Time to get out the big guns. A debug log from Samba at our highest logging level, and a network packet capture trace (using the Open Source software “wireshark”) of when the problem was happening. Looking at the log didn’t show any obvious errors, other than the fact that Excel does an insane number of operations over the network to do something as simple as a “Save File” (if you’ve ever wondered why Excel is slow, look at what it does over a network). A brief glance at the network capture trace didn’t help either, everything looked fine except that on the save operation to the Samba server, Excel strangely decided to abort half way through.

This was getting more interesting. It seemed to be a generic failure of the “Save” operation, nothing to do with the “Sync” feature at all. So let’s test saving an Excel file against a Samba share without the “Sync” feature turned on in the client. Surely this must work, we also never ship a version of Samba without testing against Microsoft Office. Yes indeed, a normal save worked fine. So it was something to do with the “Sync” feature. But what could it be ?
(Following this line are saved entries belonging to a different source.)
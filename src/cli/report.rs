//! Console output for command results.
//!
//! The run summary goes to stdout, warnings about skipped files to stderr.

use std::io::{self, Write};

use colored::Colorize;
use unicode_width::UnicodeWidthStr;

use super::commands::{CommandResult, CommandSummary, ExtractSummary};
use crate::config::CONFIG_FILE_NAME;
use crate::core::FileWarning;

/// Success mark for consistent output formatting.
pub const SUCCESS_MARK: &str = "\u{2713}"; // ✓

/// Failure mark for consistent output formatting.
pub const FAILURE_MARK: &str = "\u{2718}"; // ✘

const LABEL_WIDTH: usize = 26;

pub fn print(result: &CommandResult, verbose: bool) {
    print_to(result, verbose, &mut io::stdout().lock());
    print_skipped_warning_to(&result.warnings, verbose, &mut io::stderr().lock());
}

/// Print a command result to a custom writer.
pub fn print_to<W: Write>(result: &CommandResult, verbose: bool, writer: &mut W) {
    match &result.summary {
        CommandSummary::Extract(summary) => print_extract(summary, verbose, writer),
        CommandSummary::Init => print_init(writer),
    }
}

fn print_init<W: Write>(writer: &mut W) {
    let _ = writeln!(
        writer,
        "{} {}",
        SUCCESS_MARK.green(),
        format!("Created {}", CONFIG_FILE_NAME).green()
    );
}

fn print_extract<W: Write>(summary: &ExtractSummary, verbose: bool, writer: &mut W) {
    let stats = &summary.stats;

    let _ = writeln!(writer, "{}", "Extraction summary".bold());
    let _ = writeln!(writer, "  {}{}", label("Plugin"), summary.plugin_path.display());
    let _ = writeln!(writer, "  {}{}", label("Prefix"), summary.prefix);
    let _ = writeln!(writer, "  {}{}", label("Language"), summary.lang);
    if verbose {
        let source = if summary.config_from_file {
            CONFIG_FILE_NAME
        } else {
            "defaults"
        };
        let _ = writeln!(writer, "  {}{}", label("Configuration"), source);
    }
    let _ = writeln!(writer);

    for (name, value) in [
        ("Files processed", stats.files_processed),
        ("Files with strings", stats.files_with_strings),
        ("Strings found", stats.total_strings),
        ("Unique keys", stats.unique_strings),
        ("Existing LOC keys", summary.existing_loc_count),
        ("Log lines ignored", stats.log_lines_ignored),
        ("Technical strings ignored", stats.technical_ignored),
        ("Strings with spacing", stats.strings_with_spacing),
        ("Strings with suffix", stats.strings_with_suffix),
        ("Concatenated lines", stats.concatenated_lines),
        ("Concatenation members", stats.concat_members_total),
        ("Multi-line statements", stats.multiline_statements),
    ] {
        let _ = writeln!(writer, "  {}{}", label(name), value);
    }

    if verbose && !stats.patterns_found.is_empty() {
        let _ = writeln!(writer);
        let _ = writeln!(writer, "{}", "Patterns".bold());
        for (pattern, count) in stats.patterns_by_count() {
            let _ = writeln!(writer, "  {}{}", label(pattern), count);
        }
    }

    let _ = writeln!(writer);
    let _ = writeln!(
        writer,
        "{} {}",
        "Output:".bold(),
        summary.output_dir.display()
    );
    for file in &summary.files {
        let _ = writeln!(
            writer,
            "  {} {} ({})",
            SUCCESS_MARK.green(),
            file.name,
            file.detail.dimmed()
        );
    }
}

/// Print a warning about files that could not be read.
///
/// With `verbose`, every file was already reported while scanning, so only
/// the count is repeated as a failure line.
pub fn print_skipped_warning_to<W: Write>(warnings: &[FileWarning], verbose: bool, writer: &mut W) {
    if warnings.is_empty() {
        return;
    }
    if verbose {
        let _ = writeln!(
            writer,
            "{} {} file(s) skipped",
            FAILURE_MARK.red(),
            warnings.len()
        );
    } else {
        let _ = writeln!(
            writer,
            "{} {} file(s) could not be read (use {} for details)",
            "warning:".bold().yellow(),
            warnings.len(),
            "-v".cyan()
        );
    }
}

/// `name` padded to the label column, followed by `: `.
fn label(name: &str) -> String {
    let fill = LABEL_WIDTH.saturating_sub(UnicodeWidthStr::width(name));
    format!("{}{}: ", name, " ".repeat(fill))
}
The only thing to do was to do a second wireshark trace from the client to a Windows 2003 server, and then compare the two packet traces, the “bad” against the “good”, packet by packet.

Except of course it’s not that easy (nothing in Windows interoperability ever is :-). Due to the differences in response times between servers, slight differences in supported features, and of course the fact that the Samba architecture is completely different from that of the Windows CIFS server, the packet streams soon become very different. But after you’ve been doing this work for 17 years, you start to recognize the fingerprints of the broad actions that clients are trying to do, even with a protocol as chatty on the network as SMB/CIFS.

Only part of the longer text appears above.